**DIRECTIONS FOR THIS TASK:**
Find how many lines below hold "frame", then state that number by itself.

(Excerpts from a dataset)
impl MockCamera {
    pub fn new(name: &str, serial: &str, product_line: &str) -> Self {
        Self {
            name: name.to_string(),
            serial: serial.to_string(),
            product_line: product_line.to_string(),
            locked: false,
            metadata: true,
            sensors: Mutex::new(BTreeMap::new()),
            transitions: Mutex::new(Vec::new()),
        }
    }

    /// Stereo + RGB camera: depth, two infrared imagers and color.
    pub fn d435(serial: &str) -> Self {
        let camera = Self::new("Intel RealSense D435", serial, "D400");
        camera.add_video_profiles(
            "Stereo Module",
            StreamKind::Depth,
            0,
            &[
                (640, 480, 30, "Z16", true),
                (640, 480, 60, "Z16", false),
                (1280, 720, 30, "Z16", false),
            ],
        );
        camera.add_video_profiles(
            "Stereo Module",
            StreamKind::Ir,
            1,
            &[(640, 480, 30, "Y8", true), (1280, 720, 30, "Y8", false)],
        );
        camera.add_video_profiles(
            "Stereo Module",
            StreamKind::Ir,
            2,
            &[(640, 480, 30, "Y8", true), (1280, 720, 30, "Y8", false)],
        );
        camera.add_video_profiles(
            "RGB Camera",
            StreamKind::Color,
            0,
            &[
                (640, 480, 30, "RGB8", true),
                (1920, 1080, 30, "RGB8", false),
            ],
        );
        camera.add_option(
            "Stereo Module",
            "Exposure",
            8500.0,
            (1.0, 165000.0, 1.0, 8500.0),
            "Controls exposure time of the sensor",
        );
        camera.add_option(
            "Stereo Module",
            "Laser Power",
            150.0,
            (0.0, 360.0, 30.0, 150.0),
            "Manual laser power in mw",
        );
        camera.add_option(
            "RGB Camera",
            "White Balance",
            4600.0,
            (2800.0, 6500.0, 10.0, 4600.0),
            "Controls white balance of color image",
        );
        camera
    }

    /// D435 layout plus a motion module with accel and gyro.
    pub fn d455(serial: &str) -> Self {
        let mut camera = Self::d435(serial);
        camera.name = "Intel RealSense D455".to_string();
        camera.add_motion_profiles(
            "Motion Module",
            StreamKind::Accel,
            &[(63, "MOTION_XYZ32F", true), (250, "MOTION_XYZ32F", false)],
        );
        camera.add_motion_profiles(
            "Motion Module",
            StreamKind::Gyro,
            &[(200, "MOTION_XYZ32F", true), (400, "MOTION_XYZ32F", false)],
        );
        camera
    }

    pub fn with_metadata(mut self, enabled: bool) -> Self {
        self.metadata = enabled;
        self
    }

    pub fn add_video_profiles(
        &self,
        sensor: &str,
        kind: StreamKind,
        index: u8,
        profiles: &[(u16, u16, u16, &str, bool)],
    ) {
        let mut sensors = self.sensors.lock();
        let entry = sensors.entry(sensor.to_string()).or_insert_with(MockSensor::new);
        for &(width, height, fps, format, is_default) in profiles {
            entry.profiles.push(SdkProfile {
                kind,
                index,
                width,
                height,
                fps,
                format: format.to_string(),
                is_default,
            });
        }
    }

    pub fn add_motion_profiles(
        &self,
        sensor: &str,
        kind: StreamKind,
        profiles: &[(u16, &str, bool)],
    ) {
        let mut sensors = self.sensors.lock();
        let entry = sensors.entry(sensor.to_string()).or_insert_with(MockSensor::new);
        for &(fps, format, is_default) in profiles {
            entry.profiles.push(SdkProfile {
                kind,
                index: 0,
                width: 0,
                height: 0,
                fps,
                format: format.to_string(),
                is_default,
            });
        }
    }

    pub fn add_option(
        &self,
        sensor: &str,
        name: &str,
        value: f32,
        (min, max, step, default_value): (f32, f32, f32, f32),
        description: &str,
    ) {
        let mut sensors = self.sensors.lock();
        let entry = sensors.entry(sensor.to_string()).or_insert_with(MockSensor::new);
        entry.options.insert(
            name.to_string(),
            (
                value,
                OptionRange {
                    min,
                    max,
                    step,
                    default_value,
                },
                description.to_string(),
            ),
        );
    }

    /// Make the next `start` on `sensor` fail, as a misbehaving camera would.
    pub fn fail_next_start(&self, sensor: &str) {
        if let Some(entry) = self.sensors.lock().get_mut(sensor) {
            entry.fail_next_start = true;
        }
    }

    /// Deliver a frame as if produced by the hardware. Returns `false` when
    /// no streaming sensor owns the frame's stream.
    pub fn inject_frame(&self, frame: Frame) -> bool {
        let callback = {
            let sensors = self.sensors.lock();
            sensors.values().find_map(|s| {
                (s.phase == Phase::Streaming
                    && s.open_streams.iter().any(|n| *n == frame.stream_name))
                .then(|| s.callback.clone())
                .flatten()
            })
        };
        match callback {
            Some(callback) => {
                callback(frame);
                true
            }
            None => false,
        }
    }

    /// Lifecycle calls recorded so far, oldest first.
    pub fn transitions(&self) -> Vec<CameraTransition> {
        self.transitions.lock().clone()
    }
}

**EXERCISE ANSWER:**
5